_Exercise brief_: Repeat all the records, precisely as given.

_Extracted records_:
== Segment start ==
// Payload size estimation
//
// Approximates the serialized JSON size of a document so batches can be
// flushed by payload size as well as document count.

use serde_json::Value;

const NULL_BYTES: u64 = 4;
const QUOTE_BYTES: u64 = 2;
const NUMBER_BYTES: u64 = 20; // coarse placeholder, never exact
const BOOL_BYTES: u64 = 5;
const BRACKET_BYTES: u64 = 2;
const ENTRY_SEPARATOR_BYTES: u64 = 3;

/// Estimates the byte size of `document` when serialized as JSON.
///
/// Strings count their UTF-8 length plus quotes, numbers a flat 20 bytes,
/// maps and lists their brackets plus their contents. Separators between
/// siblings are not counted, so the result underestimates the real payload.
/// Only use it as a soft cap.
pub fn estimate_bytes(document: &Value) -> u64 {
    match document {
        Value::Null => NULL_BYTES,
        Value::Bool(_) => BOOL_BYTES,
        Value::Number(_) => NUMBER_BYTES,
        Value::String(s) => quoted_len(s),
        Value::Array(items) => {
            BRACKET_BYTES + items.iter().map(estimate_bytes).sum::<u64>()
        }
        Value::Object(map) => {
            BRACKET_BYTES
                + map
                    .iter()
                    .map(|(key, value)| {
                        ENTRY_SEPARATOR_BYTES + quoted_len(key) + estimate_bytes(value)
                    })
                    .sum::<u64>()
        }
    }
}

fn quoted_len(s: &str) -> u64 {
    s.len() as u64 + QUOTE_BYTES
}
== Segment end ==
_Expected output_:
// Payload size estimation
//
// Approximates the serialized JSON size of a document so batches can be
// flushed by payload size as well as document count.

use serde_json::Value;

const NULL_BYTES: u64 = 4;
const QUOTE_BYTES: u64 = 2;
const NUMBER_BYTES: u64 = 20; // coarse placeholder, never exact
const BOOL_BYTES: u64 = 5;
const BRACKET_BYTES: u64 = 2;
const ENTRY_SEPARATOR_BYTES: u64 = 3;

/// Estimates the byte size of `document` when serialized as JSON.
///
/// Strings count their UTF-8 length plus quotes, numbers a flat 20 bytes,
/// maps and lists their brackets plus their contents. Separators between
/// siblings are not counted, so the result underestimates the real payload.
/// Only use it as a soft cap.
pub fn estimate_bytes(document: &Value) -> u64 {
    match document {
        Value::Null => NULL_BYTES,
        Value::Bool(_) => BOOL_BYTES,
        Value::Number(_) => NUMBER_BYTES,
        Value::String(s) => quoted_len(s),
        Value::Array(items) => {
            BRACKET_BYTES + items.iter().map(estimate_bytes).sum::<u64>()
        }
        Value::Object(map) => {
            BRACKET_BYTES
                + map
                    .iter()
                    .map(|(key, value)| {
                        ENTRY_SEPARATOR_BYTES + quoted_len(key) + estimate_bytes(value)
                    })
                    .sum::<u64>()
        }
    }
}

fn quoted_len(s: &str) -> u64 {
    s.len() as u64 + QUOTE_BYTES
}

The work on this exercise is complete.